Brief vom Wirtschaftsminister:Rösler mahnt Griechenland ab
Exklusiv
Der Bundeswirtschaftsminister fordert von Athen, die Sparvorgaben einzuhalten - sonst werde es nichts mit deutschen Hilfszahlungen. Sein Kabinettskollege Schäuble sieht die finanzielle Lage Griechenlands gar "auf Messers Schneide". von Timo Pache, Berlin
Die Bundesregierung knüpft weitere finanzielle Hilfen für Griechenland und ein größeres Engagement der deutschen Wirtschaft in dem Land an schärfere Strukturreformen. In einem der FTD vorliegenden Brief an seinen Amtskollegen Michalis Chrysochoidis fordert Wirtschaftsminister Philipp Rösler (FDP), "rasch alle (...) geforderten Voraussetzungen zu erfüllen, damit die nächste Tranche aus dem Hilfspaket ausgezahlt werden kann". Nur dann werde die "notwendige Investitions- und Wachstumsinitiative ein gemeinsamer Erfolg".
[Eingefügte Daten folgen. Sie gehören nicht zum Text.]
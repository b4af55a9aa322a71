// tests/property_graph.rs

use std::collections::HashSet;
use std::path::PathBuf;

use proptest::prelude::*;

use genopipe::dag::{PipelineGraph, TaskId};
use genopipe::stages;
use genopipe::task::{Resources, TaskSpec};

/// Random DAG shape: a task count and a set of forward edges (i, j) with
/// i < j, so the generated graph is acyclic by construction.
fn dag_strategy(max_tasks: usize) -> impl Strategy<Value = (usize, Vec<(usize, usize)>)> {
    (2..max_tasks).prop_flat_map(|n| {
        let mut pairs = Vec::new();
        for i in 0..n {
            for j in (i + 1)..n {
                pairs.push((i, j));
            }
        }
        let max = pairs.len();
        (Just(n), proptest::sample::subsequence(pairs, 0..=max))
    })
}

fn specs_from_edges(n: usize, edges: &[(usize, usize)]) -> Vec<TaskSpec> {
    (0..n)
        .map(|j| {
            let mut builder = TaskSpec::builder(format!("t{j}"));
            for (i, _) in edges.iter().filter(|(_, to)| *to == j) {
                builder = builder.input(format!("t{i}.out"));
            }
            builder
                .output(format!("t{j}.out"))
                .resources(Resources::new(1, "1g", "0:10:00"))
                .command("true")
                .build()
                .expect("synthetic spec is valid")
        })
        .collect()
}

proptest! {
    #[test]
    fn forward_edge_dags_always_build((n, edges) in dag_strategy(12)) {
        let graph = PipelineGraph::build(specs_from_edges(n, &edges))
            .expect("acyclic by construction");

        prop_assert_eq!(graph.len(), n);
        prop_assert_eq!(graph.topo_order().len(), n);

        let position = |id: TaskId| {
            graph.topo_order().iter().position(|&t| t == id).unwrap()
        };
        for &(i, j) in &edges {
            prop_assert!(
                position(TaskId(i)) < position(TaskId(j)),
                "edge {} -> {} violated by topo order", i, j
            );
        }
    }

    #[test]
    fn dependency_lists_mirror_dependent_lists((n, edges) in dag_strategy(12)) {
        let graph = PipelineGraph::build(specs_from_edges(n, &edges)).unwrap();

        for id in graph.ids() {
            for &dep in graph.dependencies_of(id) {
                prop_assert!(graph.dependents_of(dep).contains(&id));
            }
            for &dependent in graph.dependents_of(id) {
                prop_assert!(graph.dependencies_of(dependent).contains(&id));
            }
        }

        let expected: HashSet<(usize, usize)> = edges.iter().copied().collect();
        let actual: HashSet<(usize, usize)> = graph
            .ids()
            .flat_map(|id| {
                graph
                    .dependencies_of(id)
                    .iter()
                    .map(move |dep| (dep.0, id.0))
            })
            .collect();
        prop_assert_eq!(actual, expected);
    }

    #[test]
    fn manifest_descriptor_tracks_entry_count(n in 0usize..20) {
        let entries: Vec<(String, PathBuf)> = (0..n)
            .map(|i| (format!("s{i}"), PathBuf::from(format!("s{i}.g.vcf.gz"))))
            .collect();

        let spec = stages::gvcf_list(&entries, std::path::Path::new("sample_map.tsv")).unwrap();

        prop_assert_eq!(spec.inputs().len(), n);
        prop_assert_eq!(spec.command().matches("printf").count(), n);
        prop_assert_eq!(spec.outputs(), &[PathBuf::from("sample_map.tsv")]);
    }
}
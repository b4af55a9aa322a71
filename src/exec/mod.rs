// src/exec/mod.rs

//! Process execution layer.
//!
//! This module actually runs the shell commands carried by scheduled tasks,
//! using `tokio::process::Command`, and reports back to the orchestration
//! runtime via `RuntimeEvent`s.
//!
//! - [`backend`] provides the `ExecutorBackend` trait and the concrete
//!   `RealExecutorBackend` used in production; tests swap in a fake.
//! - [`command`] owns the executor loop and core-count admission.
//! - [`task_runner`] handles individual task process execution.

use std::num::NonZeroUsize;

pub mod backend;
pub mod command;
pub mod task_runner;

pub use backend::{ExecutorBackend, RealExecutorBackend};
pub use command::spawn_executor;

/// Aggregate resource ceiling of the executing environment.
///
/// Tasks are admitted so that the sum of their declared `cores` in flight
/// never exceeds this. Memory and walltime are passed through to logs but
/// not enforced locally.
#[derive(Debug, Clone, Copy)]
pub struct Capacity {
    pub cores: u32,
}

impl Capacity {
    pub fn new(cores: u32) -> Self {
        Self { cores: cores.max(1) }
    }

    /// Capacity of the local machine.
    pub fn detect() -> Self {
        let cores = std::thread::available_parallelism()
            .map(NonZeroUsize::get)
            .unwrap_or(1) as u32;
        Self::new(cores)
    }
}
Ähnlich äußerte sich am Donnerstag auch Finanzminister Wolfgang Schäuble (CDU) im Bundestag. Im Haushaltsausschuss des Parlaments hatte Schäuble sogar erklärt, die finanzielle Lage Griechenlands stehe auf des "Messers Schneide".
Griechenlands Finanzminister Evangelos Venizelos (l) zusammen mit Regierungschef Papandreou im Parlament
Die Warnungen aus Berlin zeigen, dass auch die jüngsten Beschlüsse der griechischen Regierung kaum ausreichen dürften, die Geberländer der Euro-Zone milde zu stimmen. Finanzminister Evangelos Venizelos hatte am Dienstag mitgeteilt, Athen werde die Löhne im öffentlichen Dienst umbauen und staatliche Beteiligungen an einen Privatisierungsfonds übertragen.
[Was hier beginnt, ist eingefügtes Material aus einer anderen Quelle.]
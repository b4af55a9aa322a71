// src/exec/backend.rs

//! Pluggable executor backend abstraction.
//!
//! The runtime talks to an `ExecutorBackend` instead of a raw mpsc sender.
//! This makes it easy to swap in a fake executor in tests while keeping the
//! production executor implementation in [`command`](super::command).

use std::future::Future;
use std::pin::Pin;

use tokio::sync::mpsc;

use crate::dag::ScheduledTask;
use crate::engine::RuntimeEvent;
use crate::errors::{Error, Result};
use crate::exec::Capacity;

use super::command::spawn_executor;

/// Trait abstracting how scheduled tasks are executed.
///
/// Production code uses [`RealExecutorBackend`]; tests can provide their own
/// implementation that doesn't spawn real processes.
pub trait ExecutorBackend: Send {
    /// Dispatch the given tasks for execution.
    ///
    /// The implementation is free to:
    /// - spawn OS processes (production)
    /// - simulate completion and emit `RuntimeEvent`s (tests)
    fn spawn_ready_tasks(
        &mut self,
        tasks: Vec<ScheduledTask>,
    ) -> Pin<Box<dyn Future<Output = Result<()>> + Send + '_>>;
}

/// Real executor backend used in production.
///
/// Wraps the executor loop in [`spawn_executor`]; `spawn_ready_tasks`
/// forwards tasks to it over an mpsc channel.
pub struct RealExecutorBackend {
    tx: mpsc::Sender<ScheduledTask>,
}

impl RealExecutorBackend {
    /// Create a new real executor backend, wiring it to the given runtime
    /// event sender. This spawns the background executor loop immediately.
    pub fn new(runtime_tx: mpsc::Sender<RuntimeEvent>, capacity: Capacity) -> Self {
        let tx = spawn_executor(runtime_tx, capacity);
        Self { tx }
    }
}

impl ExecutorBackend for RealExecutorBackend {
    fn spawn_ready_tasks(
        &mut self,
        tasks: Vec<ScheduledTask>,
    ) -> Pin<Box<dyn Future<Output = Result<()>> + Send + '_>> {
        // Clone the sender so the future doesn't borrow `self` across `await`.
        let tx = self.tx.clone();

        Box::pin(async move {
            for task in tasks {
                tx.send(task).await.map_err(Error::from)?;
            }
            Ok(())
        })
    }
}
Dennoch schloss der niederländische Finanzminister Jan Kees de Jager am Donnerstag einen Austritt Griechenlands aus der Euro-Zone nicht aus. Auch FDP-Fraktionschef Rainer Brüderle warnte: "Wer seine Spielregeln nicht einhält, wird notfalls vom Platz gestellt."
Voraussichtlich am kommenden Dienstag wird die Troika-Mission von EU, Internationalem Währungsfonds und Europäischer Zentralbank nach Athen zurückkehren, um die griechischen Arbeiten an der Konsolidierung der Staatsfinanzen zu überwachen und über weitere Hilfen für das klamme Land zu verhandeln. Die Kontrolleure waren vergangene Woche überraschend abgereist, weil Athen bereits zugesagte Spar- und Reformbeschlüsse verschleppe.
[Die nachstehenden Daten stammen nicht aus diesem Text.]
use std::sync::Arc;

use tracing::{debug, info, warn};

use crate::dag::graph::{PipelineGraph, TaskId};
use crate::dag::scheduler_step::SchedulerStep;
use crate::dag::state_manager::StateManager;
use crate::dag::task_info::RunState;
use crate::engine::TaskOutcome;
use crate::errors::GenopipeError;
use crate::fs::FileSystem;
use crate::report::{RunReport, TaskReport, TaskStatus};

/// Scheduler holds the immutable task graph plus mutable per-run state.
///
/// It is responsible for:
/// - deciding when a task is eligible (all producers satisfied)
/// - skipping tasks whose outputs are already up to date
/// - dispatching stale tasks to the executor
/// - failing a task's transitive dependents when it fails, while leaving
///   independent branches running
#[derive(Debug)]
pub struct Scheduler {
    graph: PipelineGraph,
    fs: Arc<dyn FileSystem>,
    states: Vec<RunState>,
    failures: Vec<Option<String>>,
}

impl Scheduler {
    pub fn new(graph: PipelineGraph, fs: Arc<dyn FileSystem>) -> Self {
        let states = vec![RunState::Pending; graph.len()];
        let failures = vec![None; graph.len()];
        Self {
            graph,
            fs,
            states,
            failures,
        }
    }

    pub fn graph(&self) -> &PipelineGraph {
        &self.graph
    }

    pub fn state_of(&self, id: TaskId) -> RunState {
        self.states[id.0]
    }

    /// True when every task is terminal.
    pub fn is_finished(&self) -> bool {
        self.states.iter().all(|s| s.is_terminal())
    }

    /// Begin a run: every task becomes `Pending`, then roots (and anything
    /// already up to date behind them) are resolved to a fixpoint.
    pub fn start_run(&mut self) -> SchedulerStep {
        info!(tasks = self.graph.len(), "starting pipeline run");

        for state in self.states.iter_mut() {
            *state = RunState::Pending;
        }
        self.failures.iter_mut().for_each(|f| *f = None);

        let mut step = SchedulerStep::default();
        let mut manager = StateManager::new(
            &self.graph,
            &mut self.states,
            &mut self.failures,
            self.fs.as_ref(),
        );
        manager.collect_ready(&mut step);
        step.run_finished = manager.all_terminal();

        if step.run_finished {
            info!("all tasks terminal; run finished");
        }
        step
    }

    /// Handle completion of a dispatched task.
    pub fn handle_completion(&mut self, id: TaskId, outcome: TaskOutcome) -> SchedulerStep {
        if id.0 >= self.graph.len() {
            warn!(?id, "completion for unknown task; ignoring");
            return SchedulerStep::default();
        }
        if self.states[id.0] != RunState::Running {
            warn!(
                task = %self.graph.name(id),
                state = ?self.states[id.0],
                "completion for task that is not running; ignoring"
            );
            return SchedulerStep::default();
        }

        let mut step = SchedulerStep::default();
        let mut manager = StateManager::new(
            &self.graph,
            &mut self.states,
            &mut self.failures,
            self.fs.as_ref(),
        );

        match outcome {
            TaskOutcome::Success => {
                debug!(task = %self.graph.name(id), "task completed successfully");
                manager.set_state(id, RunState::Succeeded);
            }
            TaskOutcome::Failed { code, diagnostics } => {
                let err = GenopipeError::Execution {
                    task: self.graph.name(id).to_string(),
                    code,
                };
                let reason = if diagnostics.is_empty() {
                    err.to_string()
                } else {
                    format!("{err}: {diagnostics}")
                };
                manager.fail_task(id, reason, &mut step);
            }
        }

        manager.collect_ready(&mut step);
        step.run_finished = manager.all_terminal();

        if step.run_finished {
            info!("all tasks terminal; run finished");
        }
        step
    }

    /// Per-task final statuses for reporting.
    pub fn report(&self) -> RunReport {
        let tasks = self
            .graph
            .ids()
            .map(|id| TaskReport {
                name: self.graph.name(id).to_string(),
                status: match self.states[id.0] {
                    RunState::Succeeded => TaskStatus::Succeeded,
                    RunState::UpToDate => TaskStatus::UpToDate,
                    RunState::Failed => {
                        TaskStatus::Failed(self.failures[id.0].clone().unwrap_or_default())
                    }
                    RunState::Cancelled => TaskStatus::Cancelled,
                    RunState::Pending | RunState::Running => TaskStatus::NotRun,
                },
            })
            .collect();

        RunReport { tasks }
    }
}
In seinem Brief an Chrysochoidis und Venizelos schreibt Rösler, die Abreise der Troika habe ihn "sehr beunruhigt". Seines Erachtens werde so "die Wiedererlangung der griechischen Wettbewerbsfähigkeit gefährdet". Rösler plant, Anfang Oktober mit einer großen Wirtschaftsdelegation nach Griechenland zu reisen und wirbt für deutsche Investitionen in dem Mittelmeerstaat.
Hiesige Unternehmen klagen allerdings seit Jahren über mangelnde Investitions- und Rechtssicherheit in Griechenland. So fehlt dort eine Förder- und Investitionsbank, die Unternehmen günstig finanzieren könnte. Gerichtsverfahren wiederum gelten als langwierig und ihr Ausgang als völlig unkalkulierbar.